Re: Why vectorization didn't turn on by -O2

Segher Boessenkool <segher@xxxxxxxxxxxxxxxxxxx> · Wed, 4 Aug 2021 04:56:43 -0500

On Wed, Aug 04, 2021 at 10:10:36AM +0100, Richard Sandiford wrote:
> Richard Biener <rguenther@xxxxxxx> writes:
> > Alternatively only enable loop vectorization at -O2 (the above checks
> > flag_tree_slp_vectorize as well).  At least the cost model kind
> > does not have any influence on BB vectorization, that is, we get the
> > same pros and cons as we do for -O3.
> 
> Yeah, but a lot of the loop vector cost model choice is about controlling
> code size growth and avoiding excessive runtime versioning tests.

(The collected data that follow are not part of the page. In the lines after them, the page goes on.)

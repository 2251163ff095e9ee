// Bitcoin formats library: consensus codecs, keys, scripts and PSBTs
// by LNP/BP Association (https://lnp-bp.org)
// Written in 2020-2022 by
//     Dr. Maxim Orlovsky <orlovsky@lnp-bp.org>
//
// To the extent possible under law, the author(s) have dedicated all
// copyright and related and neighboring rights to this software to
// the public domain worldwide. This software is distributed without
// any warranty.
//
// You should have received a copy of the Apache-2.0 License
// along with this software.
// If not, see <https://opensource.org/licenses/Apache-2.0>.

use std::io;

use crate::{Decode, Encode, Error};

/// Generates little-endian [`Encode`] and [`Decode`] implementations for the
/// integer types
macro_rules! impl_int_encoding {
    ($ty:ty) => {
        impl Encode for $ty {
            #[inline]
            fn consensus_encode<W: io::Write + ?Sized>(
                &self,
                writer: &mut W,
            ) -> Result<usize, io::Error> {
                let bytes = self.to_le_bytes();
                writer.write_all(&bytes)?;
                Ok(bytes.len())
            }
        }

        impl Decode for $ty {
            #[inline]
            fn consensus_decode<R: io::Read + ?Sized>(reader: &mut R) -> Result<Self, Error> {
                let mut buf = [0u8; core::mem::size_of::<$ty>()];
                reader.read_exact(&mut buf)?;
                Ok(<$ty>::from_le_bytes(buf))
            }
        }
    };
}

impl_int_encoding!(u8);
impl_int_encoding!(u16);
impl_int_encoding!(u32);
impl_int_encoding!(u64);
impl_int_encoding!(i8);
impl_int_encoding!(i16);
impl_int_encoding!(i32);
impl_int_encoding!(i64);

impl Encode for bool {
    #[inline]
    fn consensus_encode<W: io::Write + ?Sized>(&self, writer: &mut W) -> Result<usize, io::Error> {
        (*self as u8).consensus_encode(writer)
    }
}

impl Decode for bool {
    fn consensus_decode<R: io::Read + ?Sized>(reader: &mut R) -> Result<Self, Error> {
        match u8::consensus_decode(reader)? {
            0 => Ok(false),
            1 => Ok(true),
            other => Err(Error::invalid(format_args!("boolean value {:#04x}", other))),
        }
    }
}

impl<const LEN: usize> Encode for [u8; LEN] {
    #[inline]
    fn consensus_encode<W: io::Write + ?Sized>(&self, writer: &mut W) -> Result<usize, io::Error> {
        writer.write_all(self)?;
        Ok(LEN)
    }
}

impl<const LEN: usize> Decode for [u8; LEN] {
    #[inline]
    fn consensus_decode<R: io::Read + ?Sized>(reader: &mut R) -> Result<Self, Error> {
        let mut buf = [0u8; LEN];
        reader.read_exact(&mut buf)?;
        Ok(buf)
    }
}
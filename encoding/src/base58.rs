// Bitcoin formats library: consensus codecs, keys, scripts and PSBTs
// by LNP/BP Association (https://lnp-bp.org)
// Written in 2020-2022 by
//     Dr. Maxim Orlovsky <orlovsky@lnp-bp.org>
//
// To the extent possible under law, the author(s) have dedicated all
// copyright and related and neighboring rights to this software to
// the public domain worldwide. This software is distributed without
// any warranty.
//
// You should have received a copy of the Apache-2.0 License
// along with this software.
// If not, see <https://opensource.org/licenses/Apache-2.0>.

//! Base58 and base58check encodings as used by legacy addresses and
//! extended keys.

use bitcoin::util::base58;

/// Errors of base58 decoding
#[derive(Clone, PartialEq, Eq, Debug, Display, Error, From)]
#[display(doc_comments)]
pub enum Base58Error {
    /// invalid base58 data: {0}
    #[from]
    Decode(base58::Error),

    /// base58check payload has length {actual} while {expected} bytes were
    /// expected
    LengthMismatch {
        /// Expected payload length
        expected: usize,
        /// Actual payload length
        actual: usize,
    },

    /// base58check payload does not start with the expected version prefix
    WrongPrefix,
}

/// Encodes data in base58 without checksum. Leading zero bytes are encoded
/// as leading `1` characters.
#[inline]
pub fn encode(data: &[u8]) -> String { base58::encode_slice(data) }

/// Decodes base58 string without checksum.
#[inline]
pub fn decode(s: &str) -> Result<Vec<u8>, Base58Error> { base58::from(s).map_err(Base58Error::from) }

/// Encodes data in base58 with a 4-byte double SHA-256 checksum appended.
#[inline]
pub fn check_encode(data: &[u8]) -> String { base58::check_encode_slice(data) }

/// Decodes base58check string, verifying and stripping the checksum.
#[inline]
pub fn check_decode(s: &str) -> Result<Vec<u8>, Base58Error> {
    base58::from_check(s).map_err(Base58Error::from)
}

/// Decodes base58check string and ensures that the payload has the given
/// length.
pub fn check_decode_len(s: &str, expected: usize) -> Result<Vec<u8>, Base58Error> {
    let data = check_decode(s)?;
    if data.len() != expected {
        return Err(Base58Error::LengthMismatch {
            expected,
            actual: data.len(),
        });
    }
    Ok(data)
}

/// Encodes payload with a version prefix in base58check.
pub fn check_encode_versioned(prefix: &[u8], payload: &[u8]) -> String {
    let mut data = Vec::with_capacity(prefix.len() + payload.len());
    data.extend_from_slice(prefix);
    data.extend_from_slice(payload);
    check_encode(&data)
}

/// Decodes base58check string which must start with the given version
/// prefix, returning the payload following the prefix.
pub fn check_decode_versioned(s: &str, prefix: &[u8]) -> Result<Vec<u8>, Base58Error> {
    let data = check_decode(s)?;
    if !data.starts_with(prefix) {
        return Err(Base58Error::WrongPrefix);
    }
    Ok(data[prefix.len()..].to_vec())
}
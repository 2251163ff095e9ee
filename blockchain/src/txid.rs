// Bitcoin formats library: consensus codecs, keys, scripts and PSBTs
// by LNP/BP Association (https://lnp-bp.org)
// Written in 2020-2022 by
//     Dr. Maxim Orlovsky <orlovsky@lnp-bp.org>
//
// To the extent possible under law, the author(s) have dedicated all
// copyright and related and neighboring rights to this software to
// the public domain worldwide. This software is distributed without
// any warranty.
//
// You should have received a copy of the Apache-2.0 License
// along with this software.
// If not, see <https://opensource.org/licenses/Apache-2.0>.


use std::fmt::{self, Debug, Display, Formatter};
use std::io;
use std::str::FromStr;

use bitcoin::hashes::hex::{self, FromHex, ToHex};
use bitcoinformats_encoding::{Decode, Encode};

macro_rules! txid_type {
    ($(#[$attr:meta])* $name:ident) => {
        $(#[$attr])*
        ///
        /// Bytes are kept in the internal (consensus) order; text forms use
        /// the reversed byte order, as block explorers and RPC do.
        #[derive(Copy, Clone, PartialEq, Eq, PartialOrd, Ord, Hash, Default)]
        pub struct $name([u8; 32]);

        impl $name {
            /// Constructs identifier from bytes in internal order
            #[inline]
            pub const fn from_inner(bytes: [u8; 32]) -> Self { $name(bytes) }

            /// Returns bytes in internal order
            #[inline]
            pub const fn into_inner(self) -> [u8; 32] { self.0 }

            /// Returns reference to the bytes in internal order
            #[inline]
            pub fn as_bytes(&self) -> &[u8; 32] { &self.0 }
        }

        impl From<[u8; 32]> for $name {
            fn from(bytes: [u8; 32]) -> Self { $name(bytes) }
        }

        impl Display for $name {
            fn fmt(&self, f: &mut Formatter<'_>) -> fmt::Result {
                let mut bytes = self.0;
                bytes.reverse();
                f.write_str(&bytes[..].to_hex())
            }
        }

        impl Debug for $name {
            fn fmt(&self, f: &mut Formatter<'_>) -> fmt::Result {
                write!(f, "{}({})", stringify!($name), self)
            }
        }

        impl FromStr for $name {
            type Err = hex::Error;

            fn from_str(s: &str) -> Result<Self, Self::Err> {
                let mut bytes = <[u8; 32]>::from_hex(s)?;
                bytes.reverse();
                Ok($name(bytes))
            }
        }

        impl Encode for $name {
            fn consensus_encode<W: io::Write + ?Sized>(&self, writer: &mut W) -> Result<usize, io::Error> {
                self.0.consensus_encode(writer)
            }
        }

        impl Decode for $name {
            fn consensus_decode<R: io::Read + ?Sized>(
                reader: &mut R,
            ) -> Result<Self, bitcoinformats_encoding::Error> {
                <[u8; 32]>::consensus_decode(reader).map($name)
            }
        }

        #[cfg(feature = "serde")]
        impl serde::Serialize for $name {
            fn serialize<S: serde::Serializer>(&self, serializer: S) -> Result<S::Ok, S::Error> {
                serializer.collect_str(self)
            }
        }

        #[cfg(feature = "serde")]
        impl<'de> serde::Deserialize<'de> for $name {
            fn deserialize<D: serde::Deserializer<'de>>(deserializer: D) -> Result<Self, D::Error> {
                let s = <String as serde::Deserialize>::deserialize(deserializer)?;
                $name::from_str(&s).map_err(serde::de::Error::custom)
            }
        }
    };
}

txid_type!(
    /// Transaction identifier: double SHA-256 of the transaction serialized
    /// without witness data
    Txid
);

txid_type!(
    /// Witness transaction identifier: double SHA-256 of the transaction
    /// serialized with witness data
    Wtxid
);

#[cfg(test)]
mod test {
    use super::*;

    #[test]
    fn reversed_text_form() {
        let mut bytes = [0u8; 32];
        bytes[0] = 0x01;
        bytes[31] = 0xFF;
        let txid = Txid::from_inner(bytes);
        let s = txid.to_string();
        assert!(s.starts_with("ff"));
        assert!(s.ends_with("01"));
        assert_eq!(Txid::from_str(&s).unwrap(), txid);
        assert_eq!(txid.serialize().unwrap(), bytes.to_vec());
    }

    #[test]
    fn wrong_length() {
        assert!(Txid::from_str("abcd").is_err());
        assert!(Wtxid::from_str("zz").is_err());
    }
}
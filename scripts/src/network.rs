// Bitcoin formats library: consensus codecs, keys, scripts and PSBTs
// by LNP/BP Association (https://lnp-bp.org)
// Written in 2020-2022 by
//     Dr. Maxim Orlovsky <orlovsky@lnp-bp.org>
//
// To the extent possible under law, the author(s) have dedicated all
// copyright and related and neighboring rights to this software to
// the public domain worldwide. This software is distributed without
// any warranty.
//
// You should have received a copy of the Apache-2.0 License
// along with this software.
// If not, see <https://opensource.org/licenses/Apache-2.0>.


use std::str::FromStr;

/// Address and extended key parameters of a bitcoin network.
///
/// Each parameter is optional: a network lacking a parameter can't produce
/// addresses or keys of the corresponding kind.
#[derive(Copy, Clone, PartialEq, Eq, Hash, Debug)]
pub struct Network {
    /// Version prefix of P2PKH base58check addresses
    pub p2pkh_version: Option<u32>,

    /// Version prefix of P2SH base58check addresses
    pub p2sh_version: Option<u32>,

    /// Human-readable part of segwit addresses
    pub bech32_hrp: Option<&'static str>,

    /// Version magic of serialized extended public keys
    pub xpub_version: Option<u32>,

    /// Version magic of serialized extended private keys
    pub xprv_version: Option<u32>,
}

impl Network {
    /// Bitcoin mainnet
    pub const BITCOIN: Network = Network {
        p2pkh_version: Some(0),
        p2sh_version: Some(5),
        bech32_hrp: Some("bc"),
        xpub_version: Some(0x0488_B21E),
        xprv_version: Some(0x0488_ADE4),
    };

    /// Bitcoin testnet (also used by signet)
    pub const TESTNET: Network = Network {
        p2pkh_version: Some(111),
        p2sh_version: Some(196),
        bech32_hrp: Some("tb"),
        xpub_version: Some(0x0435_87CF),
        xprv_version: Some(0x0435_8394),
    };

    /// Bitcoin regtest
    pub const REGTEST: Network = Network {
        bech32_hrp: Some("bcrt"),
        ..Network::TESTNET
    };
}

/// Named bitcoin networks
#[derive(Copy, Clone, PartialEq, Eq, PartialOrd, Ord, Hash, Debug, Display)]
#[cfg_attr(
    feature = "serde",
    derive(Serialize, Deserialize),
    serde(crate = "serde_crate", rename_all = "lowercase")
)]
pub enum Chain {
    /// Bitcoin mainnet
    #[display("mainnet")]
    Mainnet,

    /// Bitcoin testnet3 and signet
    #[display("testnet")]
    Testnet,

    /// Local regression testing network
    #[display("regtest")]
    Regtest,
}

impl Default for Chain {
    fn default() -> Self { Chain::Mainnet }
}

impl Chain {
    /// Returns address and key parameters of the network
    pub fn network(self) -> Network {
        match self {
            Chain::Mainnet => Network::BITCOIN,
            Chain::Testnet => Network::TESTNET,
            Chain::Regtest => Network::REGTEST,
        }
    }

    /// Detects if the network is a test network
    pub fn is_testnet(self) -> bool { self != Chain::Mainnet }
}

impl From<Chain> for Network {
    fn from(chain: Chain) -> Self { chain.network() }
}

/// Unknown network name
#[derive(Clone, PartialEq, Eq, Hash, Debug, Display, Error)]
#[display("unknown network name `{0}`")]
pub struct UnknownChain(pub String);

impl FromStr for Chain {
    type Err = UnknownChain;

    fn from_str(s: &str) -> Result<Self, Self::Err> {
        Ok(match s.to_lowercase().as_str() {
            "mainnet" | "bitcoin" | "main" => Chain::Mainnet,
            "testnet" | "testnet3" | "test" | "signet" => Chain::Testnet,
            "regtest" => Chain::Regtest,
            _ => return Err(UnknownChain(s.to_owned())),
        })
    }
}

#[cfg(test)]
mod test {
    use super::*;

    #[test]
    fn names() {
        assert_eq!(Chain::from_str("bitcoin"), Ok(Chain::Mainnet));
        assert_eq!(Chain::from_str("Testnet"), Ok(Chain::Testnet));
        assert_eq!(Chain::Regtest.to_string(), "regtest");
        assert!(Chain::from_str("litecoin").is_err());
    }

    #[test]
    fn regtest_differs_in_hrp_only() {
        let regtest = Chain::Regtest.network();
        assert_eq!(regtest.bech32_hrp, Some("bcrt"));
        assert_eq!(regtest.p2pkh_version, Network::TESTNET.p2pkh_version);
        assert_eq!(regtest.xpub_version, Network::TESTNET.xpub_version);
    }
}
// Bitcoin formats library: consensus codecs, keys, scripts and PSBTs
// by LNP/BP Association (https://lnp-bp.org)
// Written in 2020-2022 by
//     Dr. Maxim Orlovsky <orlovsky@lnp-bp.org>
//
// To the extent possible under law, the author(s) have dedicated all
// copyright and related and neighboring rights to this software to
// the public domain worldwide. This software is distributed without
// any warranty.
//
// You should have received a copy of the Apache-2.0 License
// along with this software.
// If not, see <https://opensource.org/licenses/Apache-2.0>.


//! Bitcoin transaction data structures in their consensus encoding,
//! transaction identifiers and BIP-143 signature hashes.

// Coding conventions
#![recursion_limit = "256"]
#![deny(unsafe_code /* , missing_docs */)]

#[macro_use]
extern crate amplify;
#[macro_use]
extern crate log;
#[cfg(feature = "serde")]
#[macro_use]
extern crate serde_crate as serde;

mod sighash;
mod transaction;
mod txid;

pub use sighash::{p2wpkh_script_code, HashType, SighashError, SighashPreimage};
pub use transaction::{Transaction, TxError, TxIn, TxOut};
pub use txid::{Txid, Wtxid};
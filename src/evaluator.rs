//! Password strength evaluator - runs the configured rules and maps the
//! total onto a verdict.

use secrecy::{ExposeSecret, SecretString};

#[cfg(feature = "async")]
use std::sync::Arc;
#[cfg(feature = "async")]
use std::time::Duration;

#[cfg(feature = "async")]
use tokio::sync::mpsc;

#[cfg(feature = "async")]
use tokio_util::sync::CancellationToken;

use crate::config::Configuration;
use crate::rules::{RuleOutcome, RuleReport};
use crate::verdict::{Tier, Verdict};

/// Result of evaluating one password.
///
/// The default value is the "not evaluated" state produced for an empty
/// password: no score, no verdict.
#[derive(Debug, Clone, Default, PartialEq)]
pub struct EvaluationResult {
    /// Sum of all rule contributions; `None` for an empty password.
    pub score: Option<f64>,
    /// Messages of violated rules, in rule order.
    pub violations: Vec<String>,
    pub verdict: Option<Verdict>,
    /// Outcome of every active rule, in rule order.
    pub outcomes: Vec<RuleReport>,
}

impl EvaluationResult {
    pub fn is_evaluated(&self) -> bool {
        self.score.is_some()
    }

    pub fn tier(&self) -> Option<Tier> {
        self.verdict.as_ref().map(|v| v.tier)
    }

    /// Verdict label, or an empty string when not evaluated.
    pub fn label(&self) -> &str {
        self.verdict.as_ref().map_or("", |v| v.label.as_str())
    }

    pub fn outcome(&self, rule: &str) -> Option<RuleOutcome> {
        self.outcomes
            .iter()
            .find(|report| report.name == rule)
            .map(|report| report.outcome)
    }

    /// True if the named rule ran and failed.
    pub fn failed(&self, rule: &str) -> bool {
        self.outcome(rule).is_some_and(|o| o.is_failure())
    }
}

/// Evaluates password strength against a configuration.
///
/// An empty password yields the "not evaluated" result. Otherwise every
/// active rule runs in configuration order; scores are summed and messages
/// of failed rules collected.
pub fn evaluate(config: &Configuration, password: &SecretString) -> EvaluationResult {
    evaluate_with(config, password, || false).unwrap_or_default()
}

/// Runs the rules, checking `interrupted` before each one. Returns `None`
/// if interrupted.
fn evaluate_with(
    config: &Configuration,
    password: &SecretString,
    interrupted: impl Fn() -> bool,
) -> Option<EvaluationResult> {
    let pwd = password.expose_secret();
    if pwd.is_empty() {
        return Some(EvaluationResult::default());
    }

    let mut total = 0.0;
    let mut violations = Vec::new();
    let mut outcomes = Vec::with_capacity(config.rules().len());

    for rule in config.rules().iter().filter(|r| r.is_active()) {
        if interrupted() {
            #[cfg(feature = "tracing")]
            tracing::debug!("Evaluation cancelled before rule {}", rule.name());
            return None;
        }

        let outcome = rule
            .predicate()
            .evaluate(config, pwd, rule.weight() as f64)
            .sanitized();

        total += outcome.score();
        if outcome.is_failure() {
            if let Some(message) = rule.message() {
                violations.push(message.to_string());
            }
        }
        outcomes.push(RuleReport {
            name: rule.name().to_string(),
            outcome,
        });
    }

    let verdict = config.verdict_for(total);

    #[cfg(feature = "tracing")]
    tracing::debug!(
        "Password evaluated: {} rules, score {:.2}, verdict {}",
        outcomes.len(),
        total,
        verdict.tier
    );

    Some(EvaluationResult {
        score: Some(total),
        violations,
        verdict: Some(verdict),
        outcomes,
    })
}

/// Evaluates with a cancellation check before each rule.
///
/// Returns `None` if the token is cancelled before the evaluation completes.
#[cfg(feature = "async")]
pub fn evaluate_cancellable(
    config: &Configuration,
    password: &SecretString,
    token: &CancellationToken,
) -> Option<EvaluationResult> {
    evaluate_with(config, password, || token.is_cancelled())
}

/// Waits `debounce`, then evaluates and sends the result.
///
/// Nothing is sent if the token is cancelled first, so a caller that cancels
/// the previous token on each keystroke only receives the latest result.
#[cfg(feature = "async")]
pub async fn evaluate_tx(
    config: Arc<Configuration>,
    password: SecretString,
    token: CancellationToken,
    debounce: Duration,
    tx: mpsc::Sender<EvaluationResult>,
) {
    #[cfg(feature = "tracing")]
    tracing::debug!("evaluation is about to start...");

    tokio::time::sleep(debounce).await;

    let Some(evaluation) = evaluate_cancellable(&config, &password, &token) else {
        return;
    };

    if let Err(_err) = tx.send(evaluation).await {
        #[cfg(feature = "tracing")]
        tracing::error!("Failed to send password evaluation result: {}", _err);
    }
}

#[cfg(test)]
mod tests {
    use super::*;
    use crate::config::ConfigurationBuilder;
    use crate::rules::{BuiltinRule, RuleDefinition};

    fn secret(pwd: &str) -> SecretString {
        SecretString::new(pwd.to_string().into())
    }

    fn default_config() -> Configuration {
        ConfigurationBuilder::new().build().expect("valid configuration")
    }

    #[test]
    fn test_evaluate_empty_password() {
        let evaluation = evaluate(&default_config(), &secret(""));
        assert_eq!(evaluation.score, None);
        assert_eq!(evaluation.tier(), None);
        assert_eq!(evaluation.label(), "");
        assert!(evaluation.violations.is_empty());
        assert!(evaluation.outcomes.is_empty());
        assert!(!evaluation.is_evaluated());
    }

    #[test]
    fn test_evaluate_is_deterministic() {
        let config = default_config();
        for pwd in ["a", "qwerty", "Tr0ub4dor&3", "john@example.com", "aaab1C"] {
            assert_eq!(evaluate(&config, &secret(pwd)), evaluate(&config, &secret(pwd)));
        }
    }

    #[test]
    fn test_evaluate_qwerty() {
        let evaluation = evaluate(&default_config(), &secret("qwerty"));

        assert!(evaluation.failed("sequences"));
        assert!(evaluation.failed("common-password"));
        assert!(!evaluation.failed("min-length"));
        assert_eq!(
            evaluation.outcome("min-length"),
            Some(RuleOutcome::Pass(6f64.powf(1.4)))
        );
        assert_eq!(
            evaluation.violations,
            vec![
                "Your password contains sequences",
                "Use different character classes",
                "Do not use a common password",
            ]
        );
        assert_eq!(evaluation.tier(), Some(Tier::VeryWeak));
        assert_eq!(evaluation.label(), "Very Weak");
    }

    #[test]
    fn test_evaluate_strong_password() {
        let evaluation = evaluate(&default_config(), &secret("Tr0ub4dor&3"));

        assert!(!evaluation.failed("sequences"));
        assert!(!evaluation.failed("common-password"));
        assert!(!evaluation.failed("repetitions"));
        assert!(evaluation.violations.is_empty());
        assert!(evaluation.tier().unwrap() >= Tier::Strong);
        assert!(evaluation.score.unwrap() >= 50.0);
    }

    #[test]
    fn test_evaluate_common_password_case_sensitive() {
        let config = default_config();
        assert!(evaluate(&config, &secret("password")).failed("common-password"));
        assert!(!evaluate(&config, &secret("Password")).failed("common-password"));
    }

    #[test]
    fn test_evaluate_sequence_length_guard() {
        let config = default_config();
        assert!(evaluate(&config, &secret("abc123xyz")).failed("sequences"));
        assert_eq!(
            evaluate(&config, &secret("ab")).outcome("sequences"),
            Some(RuleOutcome::Skip)
        );
    }

    #[test]
    fn test_evaluate_repetition() {
        let config = default_config();
        assert!(evaluate(&config, &secret("aaab1C")).failed("repetitions"));
        assert!(!evaluate(&config, &secret("aab1C")).failed("repetitions"));
    }

    #[test]
    fn test_evaluate_too_short_reports_message() {
        let evaluation = evaluate(&default_config(), &secret("Ab1!"));
        assert!(evaluation.failed("min-length"));
        assert_eq!(evaluation.violations[0], "Your password is too short");
    }

    #[test]
    fn test_evaluate_email_and_username() {
        let config = ConfigurationBuilder::new()
            .username("jdoe")
            .build()
            .unwrap();
        let evaluation = evaluate(&config, &secret("JDoe@example.com"));
        assert!(evaluation.failed("not-email"));
        assert!(evaluation.failed("similar-to-username"));
        assert_eq!(
            &evaluation.violations[..2],
            &[
                "Do not use your email as your password",
                "Your password cannot contain your username",
            ]
        );
        assert_eq!(evaluation.tier(), Some(Tier::VeryWeak));
    }

    #[test]
    fn test_evaluate_adding_uppercase_never_decreases_score() {
        let config = default_config();
        for (lower, mixed) in [
            ("mountain", "mountaiN"),
            ("plovdiv", "Plovdiv"),
            ("zebra", "zebrA"),
        ] {
            let before = evaluate(&config, &secret(lower)).score.unwrap();
            let after = evaluate(&config, &secret(mixed)).score.unwrap();
            assert!(after >= before, "{lower} -> {mixed}: {before} > {after}");
        }
    }

    #[test]
    fn test_inactive_rules_are_skipped() {
        let config = default_config();
        let evaluation = evaluate(&config, &secret("has space"));
        assert_eq!(evaluation.outcome("invalid-char"), None);
        assert_eq!(evaluation.outcome("max-length"), None);
        assert_eq!(evaluation.outcomes.len(), 16);

        let config = ConfigurationBuilder::new()
            .rule_active("invalid-char", true)
            .build()
            .unwrap();
        assert!(evaluate(&config, &secret("has space")).failed("invalid-char"));
    }

    #[test]
    fn test_custom_rule_and_non_finite_score() {
        let config = ConfigurationBuilder::empty()
            .builtin(BuiltinRule::Lowercase)
            .add_rule(
                RuleDefinition::custom("broken", 5, true, |_, _, _| RuleOutcome::Pass(f64::NAN))
                    .with_message("Broken rule"),
            )
            .add_rule(RuleDefinition::custom("bonus", 10, true, |_, pwd, weight| {
                if pwd.ends_with('!') {
                    RuleOutcome::Pass(weight)
                } else {
                    RuleOutcome::Skip
                }
            }))
            .build()
            .unwrap();

        let evaluation = evaluate(&config, &secret("hello!"));
        assert_eq!(evaluation.score, Some(11.0));
        assert_eq!(evaluation.outcome("broken"), Some(RuleOutcome::Fail(0.0)));
        assert_eq!(evaluation.violations, vec!["Broken rule"]);
        assert_eq!(evaluation.tier(), Some(Tier::Weak));
    }

    #[test]
    fn test_configured_labels() {
        let config = ConfigurationBuilder::new()
            .labels(["0", "1", "2", "3", "4", "5"].map(String::from))
            .build()
            .unwrap();
        let evaluation = evaluate(&config, &secret("qwerty"));
        assert_eq!(evaluation.label(), "0");
    }

    #[test]
    fn test_concurrent_evaluations_share_configuration() {
        let config = std::sync::Arc::new(default_config());
        let handles: Vec<_> = ["qwerty", "Tr0ub4dor&3", "aaab1C", "x"]
            .into_iter()
            .map(|pwd| {
                let config = std::sync::Arc::clone(&config);
                std::thread::spawn(move || evaluate(&config, &secret(pwd)))
            })
            .collect();

        for (handle, pwd) in handles.into_iter().zip(["qwerty", "Tr0ub4dor&3", "aaab1C", "x"]) {
            let evaluation = handle.join().expect("evaluation thread panicked");
            assert_eq!(evaluation, evaluate(&config, &secret(pwd)));
        }
    }
}
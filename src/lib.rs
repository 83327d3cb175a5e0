//! Rule-based password strength scoring
//!
//! This library scores a password against a configurable table of weighted
//! rules, collects the messages of the rules it violates and maps the total
//! onto one of six verdict tiers.
//!
//! # Features
//!
//! - `async` (default): Enables cancellable and debounced evaluation
//! - `tracing`: Enables logging via tracing crate
//!
//! # Environment Variables
//!
//! - `PWSTRENGTH_COMMON_PASSWORDS`: Path to a common password file, read by
//!   [`ConfigurationBuilder::common_passwords_from_env`]
//!
//! # Example
//!
//! ```rust
//! use pwstrength::{Configuration, Tier};
//! use secrecy::SecretString;
//!
//! // Build the configuration once at startup
//! let config = Configuration::builder()
//!     .username("alice")
//!     .build()
//!     .expect("valid configuration");
//!
//! let password = SecretString::new("Tr0ub4dor&3".to_string().into());
//! let evaluation = config.evaluate(&password);
//!
//! println!("Score: {:?}", evaluation.score);
//! println!("Verdict: {}", evaluation.label());
//! assert!(evaluation.tier() >= Some(Tier::Strong));
//! ```

// Internal modules
mod common_passwords;
mod config;
mod evaluator;
mod rules;
mod verdict;

// Public API
pub use common_passwords::{
    common_passwords_path, default_common_passwords, load_common_passwords,
    CommonPasswordsError, COMMON_PASSWORDS_ENV, DEFAULT_COMMON_PASSWORDS,
};
pub use config::{
    ConfigError, Configuration, ConfigurationBuilder, Options, RuleOptions, DEFAULT_INVALID_CHARS,
    DEFAULT_MAX_LENGTH, DEFAULT_MIN_LENGTH, DEFAULT_RAISE_POWER, DEFAULT_THRESHOLDS,
};
pub use evaluator::{evaluate, EvaluationResult};
pub use rules::{
    BuiltinRule, CustomPredicate, RuleDefinition, RuleOutcome, RulePredicate, RuleReport,
    FORBIDDEN_SEQUENCES,
};
pub use verdict::{map_tier, progress_percentage, Tier, Verdict};

#[cfg(feature = "async")]
pub use evaluator::{evaluate_cancellable, evaluate_tx};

Both of those depend a lot on the target, and target-specific conditions
as well (which CPU model is selected for example).  Can we factor that
in somehow?  Maybe we need some target hook that returns the expected
percentage code growth for vectorising a given loop, for example, and
-O2 vs. -O3 then selects what percentage is acceptable.

> BB SLP
> should be a win on both code size and performance (barring significant
> target costing issues).

Yeah -- but this could use a similar hook as well (just a straightline
piece of code instead of a loop).

> PR100089 was an exception because we ended up keeping unvectorised
> scalar code that would never have existed otherwise.  BB SLP proper
> shouldn't have that problem.

It also is a tiny piece of code.  There will always be tiny examples
that are much worse (or much better) than average.

Segher